◆ **Requirement**: Every line of the data below should be printed exactly.

◆ **Given data**:
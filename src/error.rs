//! Error taxonomy for the sync engine.
//!
//! Remote and relational-store collaborators report `anyhow::Error`; the
//! engine folds those into [`SyncError`] with enough context to decide
//! whether a failure is isolated to one item or aborts the whole run.

use std::io;
use std::path::{Path, PathBuf};
use thiserror::Error;

/// Result type for engine operations.
pub type SyncResult<T> = Result<T, SyncError>;

/// Errors produced by the sync engine.
#[derive(Error, Debug)]
pub enum SyncError {
    /// Authentication or network failure talking to the provider.
    #[error("connection error: {0}")]
    Connection(String),

    /// Local disk failure, scoped to a single path.
    #[error("I/O error on {}: {source}", path.display())]
    FileIo {
        /// Path being read or written.
        path: PathBuf,
        /// Underlying error.
        #[source]
        source: io::Error,
    },

    /// Snapshot envelope could not be decoded, decrypted or decompressed.
    #[error("corrupt snapshot envelope: {0}")]
    CorruptEnvelope(String),

    /// A merge transaction failed and was rolled back.
    #[error("transaction error: {0}")]
    Transaction(String),

    /// A remote operation failed after the connection was established.
    #[error("transport error: {0}")]
    Transport(String),

    /// The durable key/value store could not be read or written.
    #[error("state store error: {0}")]
    State(String),

    /// JSON (de)serialization failure.
    #[error("serialization error: {0}")]
    Serialization(#[from] serde_json::Error),

    /// Invalid settings.
    #[error("invalid configuration: {0}")]
    Config(String),
}

impl SyncError {
    /// Wrap an I/O error with the path it concerns.
    pub fn io(path: impl AsRef<Path>, source: io::Error) -> Self {
        Self::FileIo {
            path: path.as_ref().to_path_buf(),
            source,
        }
    }

    /// Wrap a transport failure, keeping the full context chain.
    pub fn transport(err: anyhow::Error) -> Self {
        Self::Transport(format!("{:#}", err))
    }

    /// Wrap a relational-store failure.
    pub fn transaction(err: anyhow::Error) -> Self {
        Self::Transaction(format!("{:#}", err))
    }
}
//! Contract with the host's relational store.
//!
//! The engine only needs to enumerate record types, query rows by
//! modification time, and apply batches inside a transaction. Rows are
//! plain JSON objects so any store that can map its entities to JSON can
//! take part.

pub mod memory;

use anyhow::Result;
use async_trait::async_trait;
use chrono::{DateTime, NaiveDateTime, SecondsFormat, TimeZone, Utc};
use serde::{Deserialize, Serialize};
use serde_json::{Map, Value};

pub use memory::MemoryRecordStore;

/// One record as exchanged in snapshots.
pub type Row = Map<String, Value>;

/// Describes one syncable record type (a table, an entity class).
#[derive(Debug, Clone, PartialEq, Eq, Serialize, Deserialize)]
pub struct RecordTypeDescriptor {
    /// Type name used as key in snapshot payloads.
    pub name: String,
    /// Column holding the primary key.
    pub primary_key: String,
    /// Column holding the last-modification timestamp.
    pub modified_column: String,
}

impl RecordTypeDescriptor {
    /// Descriptor with the conventional `id` / `updateTime` columns.
    pub fn new(name: impl Into<String>) -> Self {
        Self {
            name: name.into(),
            primary_key: "id".to_string(),
            modified_column: "updateTime".to_string(),
        }
    }

    pub fn with_primary_key(mut self, column: impl Into<String>) -> Self {
        self.primary_key = column.into();
        self
    }

    pub fn with_modified_column(mut self, column: impl Into<String>) -> Self {
        self.modified_column = column.into();
        self
    }

    /// Primary key of `row` rendered as a string.
    pub fn id_of(&self, row: &Row) -> Option<String> {
        match row.get(&self.primary_key)? {
            Value::String(s) => Some(s.clone()),
            Value::Number(n) => Some(n.to_string()),
            _ => None,
        }
    }

    /// Modification time of `row`.
    pub fn modified_of(&self, row: &Row) -> Option<DateTime<Utc>> {
        row.get(&self.modified_column).and_then(value_timestamp)
    }
}

/// Read side of the relational store plus the entry point to transactions.
#[async_trait]
pub trait RecordStore: Send + Sync {
    /// Every registered record type.
    fn record_types(&self) -> Vec<RecordTypeDescriptor>;

    /// Every row of one type.
    async fn find_all(&self, record_type: &str) -> Result<Vec<Row>>;

    /// Rows whose modification time is strictly after `since`.
    async fn find_modified_since(&self, record_type: &str, since: DateTime<Utc>) -> Result<Vec<Row>>;

    /// Open an exclusive transaction.
    async fn begin(&self) -> Result<Box<dyn RecordTransaction>>;

    /// Look up a descriptor by type name.
    fn descriptor(&self, record_type: &str) -> Option<RecordTypeDescriptor> {
        self.record_types().into_iter().find(|d| d.name == record_type)
    }
}

/// An open transaction. Dropping it without [`commit`](Self::commit)
/// discards every write made through it.
#[async_trait]
pub trait RecordTransaction: Send {
    /// Rows of `record_type` whose primary key is in `ids`.
    async fn find_by_ids(&mut self, record_type: &str, ids: &[String]) -> Result<Vec<Row>>;

    /// Insert new rows.
    async fn insert_batch(&mut self, record_type: &str, rows: Vec<Row>) -> Result<()>;

    /// Overwrite existing rows.
    async fn save_batch(&mut self, record_type: &str, rows: Vec<Row>) -> Result<()>;

    /// Make every write visible.
    async fn commit(self: Box<Self>) -> Result<()>;

    /// Discard every write.
    async fn rollback(self: Box<Self>) -> Result<()>;
}

/// Parse a stored timestamp into UTC.
///
/// Accepts RFC 3339, `YYYY-MM-DD HH:MM:SS[.fff]` (read as UTC), the same
/// with a `T` separator and no offset, and integer epoch milliseconds.
pub fn normalize_timestamp(raw: &str) -> Option<DateTime<Utc>> {
    let raw = raw.trim();
    if raw.is_empty() {
        return None;
    }

    if let Ok(dt) = DateTime::parse_from_rfc3339(raw) {
        return Some(dt.with_timezone(&Utc));
    }

    for format in ["%Y-%m-%d %H:%M:%S%.f", "%Y-%m-%dT%H:%M:%S%.f"] {
        if let Ok(naive) = NaiveDateTime::parse_from_str(raw, format) {
            return Some(Utc.from_utc_datetime(&naive));
        }
    }

    if let Some(stripped) = raw.strip_suffix(" UTC") {
        if let Ok(naive) = NaiveDateTime::parse_from_str(stripped, "%Y-%m-%d %H:%M:%S%.f") {
            return Some(Utc.from_utc_datetime(&naive));
        }
    }

    raw.parse::<i64>()
        .ok()
        .and_then(|ms| Utc.timestamp_millis_opt(ms).single())
}

/// Timestamp held in a JSON value (string or epoch milliseconds).
pub fn value_timestamp(value: &Value) -> Option<DateTime<Utc>> {
    match value {
        Value::String(s) => normalize_timestamp(s),
        Value::Number(n) => n
            .as_i64()
            .and_then(|ms| Utc.timestamp_millis_opt(ms).single()),
        _ => None,
    }
}

/// Canonical textual form used when timestamps are persisted.
pub fn canonical_timestamp(ts: DateTime<Utc>) -> String {
    ts.to_rfc3339_opts(SecondsFormat::Millis, true)
}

◆ **Solved exercise**:
filename src/error.rs
//! Error taxonomy for the sync engine.
//!
//! Remote and relational-store collaborators report `anyhow::Error`; the
//! engine folds those into [`SyncError`] with enough context to decide
//! whether a failure is isolated to one item or aborts the whole run.

use std::io;
use std::path::{Path, PathBuf};
use thiserror::Error;

/// Result type for engine operations.
pub type SyncResult<T> = Result<T, SyncError>;

/// Errors produced by the sync engine.
#[derive(Error, Debug)]
pub enum SyncError {
    /// Authentication or network failure talking to the provider.
    #[error("connection error: {0}")]
    Connection(String),

    /// Local disk failure, scoped to a single path.
    #[error("I/O error on {}: {source}", path.display())]
    FileIo {
        /// Path being read or written.
        path: PathBuf,
        /// Underlying error.
        #[source]
        source: io::Error,
    },

    /// Snapshot envelope could not be decoded, decrypted or decompressed.
    #[error("corrupt snapshot envelope: {0}")]
    CorruptEnvelope(String),

    /// A merge transaction failed and was rolled back.
    #[error("transaction error: {0}")]
    Transaction(String),

    /// A remote operation failed after the connection was established.
    #[error("transport error: {0}")]
    Transport(String),

    /// The durable key/value store could not be read or written.
    #[error("state store error: {0}")]
    State(String),

    /// JSON (de)serialization failure.
    #[error("serialization error: {0}")]
    Serialization(#[from] serde_json::Error),

    /// Invalid settings.
    #[error("invalid configuration: {0}")]
    Config(String),
}

impl SyncError {
    /// Wrap an I/O error with the path it concerns.
    pub fn io(path: impl AsRef<Path>, source: io::Error) -> Self {
        Self::FileIo {
            path: path.as_ref().to_path_buf(),
            source,
        }
    }

    /// Wrap a transport failure, keeping the full context chain.
    pub fn transport(err: anyhow::Error) -> Self {
        Self::Transport(format!("{:#}", err))
    }

    /// Wrap a relational-store failure.
    pub fn transaction(err: anyhow::Error) -> Self {
        Self::Transaction(format!("{:#}", err))
    }
}
//! Contract with the host's relational store.
//!
//! The engine only needs to enumerate record types, query rows by
//! modification time, and apply batches inside a transaction. Rows are
//! plain JSON objects so any store that can map its entities to JSON can
//! take part.

pub mod memory;

use anyhow::Result;
use async_trait::async_trait;
use chrono::{DateTime, NaiveDateTime, SecondsFormat, TimeZone, Utc};
use serde::{Deserialize, Serialize};
use serde_json::{Map, Value};

pub use memory::MemoryRecordStore;

/// One record as exchanged in snapshots.
pub type Row = Map<String, Value>;

/// Describes one syncable record type (a table, an entity class).
#[derive(Debug, Clone, PartialEq, Eq, Serialize, Deserialize)]
pub struct RecordTypeDescriptor {
    /// Type name used as key in snapshot payloads.
    pub name: String,
    /// Column holding the primary key.
    pub primary_key: String,
    /// Column holding the last-modification timestamp.
    pub modified_column: String,
}

impl RecordTypeDescriptor {
    /// Descriptor with the conventional `id` / `updateTime` columns.
    pub fn new(name: impl Into<String>) -> Self {
        Self {
            name: name.into(),
            primary_key: "id".to_string(),
            modified_column: "updateTime".to_string(),
        }
    }

    pub fn with_primary_key(mut self, column: impl Into<String>) -> Self {
        self.primary_key = column.into();
        self
    }

    pub fn with_modified_column(mut self, column: impl Into<String>) -> Self {
        self.modified_column = column.into();
        self
    }

    /// Primary key of `row` rendered as a string.
    pub fn id_of(&self, row: &Row) -> Option<String> {
        match row.get(&self.primary_key)? {
            Value::String(s) => Some(s.clone()),
            Value::Number(n) => Some(n.to_string()),
            _ => None,
        }
    }

    /// Modification time of `row`.
    pub fn modified_of(&self, row: &Row) -> Option<DateTime<Utc>> {
        row.get(&self.modified_column).and_then(value_timestamp)
    }
}

/// Read side of the relational store plus the entry point to transactions.
#[async_trait]
pub trait RecordStore: Send + Sync {
    /// Every registered record type.
    fn record_types(&self) -> Vec<RecordTypeDescriptor>;

    /// Every row of one type.
    async fn find_all(&self, record_type: &str) -> Result<Vec<Row>>;

    /// Rows whose modification time is strictly after `since`.
    async fn find_modified_since(&self, record_type: &str, since: DateTime<Utc>) -> Result<Vec<Row>>;

    /// Open an exclusive transaction.
    async fn begin(&self) -> Result<Box<dyn RecordTransaction>>;

    /// Look up a descriptor by type name.
    fn descriptor(&self, record_type: &str) -> Option<RecordTypeDescriptor> {
        self.record_types().into_iter().find(|d| d.name == record_type)
    }
}

/// An open transaction. Dropping it without [`commit`](Self::commit)
/// discards every write made through it.
#[async_trait]
pub trait RecordTransaction: Send {
    /// Rows of `record_type` whose primary key is in `ids`.
    async fn find_by_ids(&mut self, record_type: &str, ids: &[String]) -> Result<Vec<Row>>;

    /// Insert new rows.
    async fn insert_batch(&mut self, record_type: &str, rows: Vec<Row>) -> Result<()>;

    /// Overwrite existing rows.
    async fn save_batch(&mut self, record_type: &str, rows: Vec<Row>) -> Result<()>;

    /// Make every write visible.
    async fn commit(self: Box<Self>) -> Result<()>;

    /// Discard every write.
    async fn rollback(self: Box<Self>) -> Result<()>;
}

/// Parse a stored timestamp into UTC.
///
/// Accepts RFC 3339, `YYYY-MM-DD HH:MM:SS[.fff]` (read as UTC), the same
/// with a `T` separator and no offset, and integer epoch milliseconds.
pub fn normalize_timestamp(raw: &str) -> Option<DateTime<Utc>> {
    let raw = raw.trim();
    if raw.is_empty() {
        return None;
    }

    if let Ok(dt) = DateTime::parse_from_rfc3339(raw) {
        return Some(dt.with_timezone(&Utc));
    }

    for format in ["%Y-%m-%d %H:%M:%S%.f", "%Y-%m-%dT%H:%M:%S%.f"] {
        if let Ok(naive) = NaiveDateTime::parse_from_str(raw, format) {
            return Some(Utc.from_utc_datetime(&naive));
        }
    }

    if let Some(stripped) = raw.strip_suffix(" UTC") {
        if let Ok(naive) = NaiveDateTime::parse_from_str(stripped, "%Y-%m-%d %H:%M:%S%.f") {
            return Some(Utc.from_utc_datetime(&naive));
        }
    }

    raw.parse::<i64>()
        .ok()
        .and_then(|ms| Utc.timestamp_millis_opt(ms).single())
}

/// Timestamp held in a JSON value (string or epoch milliseconds).
pub fn value_timestamp(value: &Value) -> Option<DateTime<Utc>> {
    match value {
        Value::String(s) => normalize_timestamp(s),
        Value::Number(n) => n
            .as_i64()
            .and_then(|ms| Utc.timestamp_millis_opt(ms).single()),
        _ => None,
    }
}

/// Canonical textual form used when timestamps are persisted.
pub fn canonical_timestamp(ts: DateTime<Utc>) -> String {
    ts.to_rfc3339_opts(SecondsFormat::Millis, true)
}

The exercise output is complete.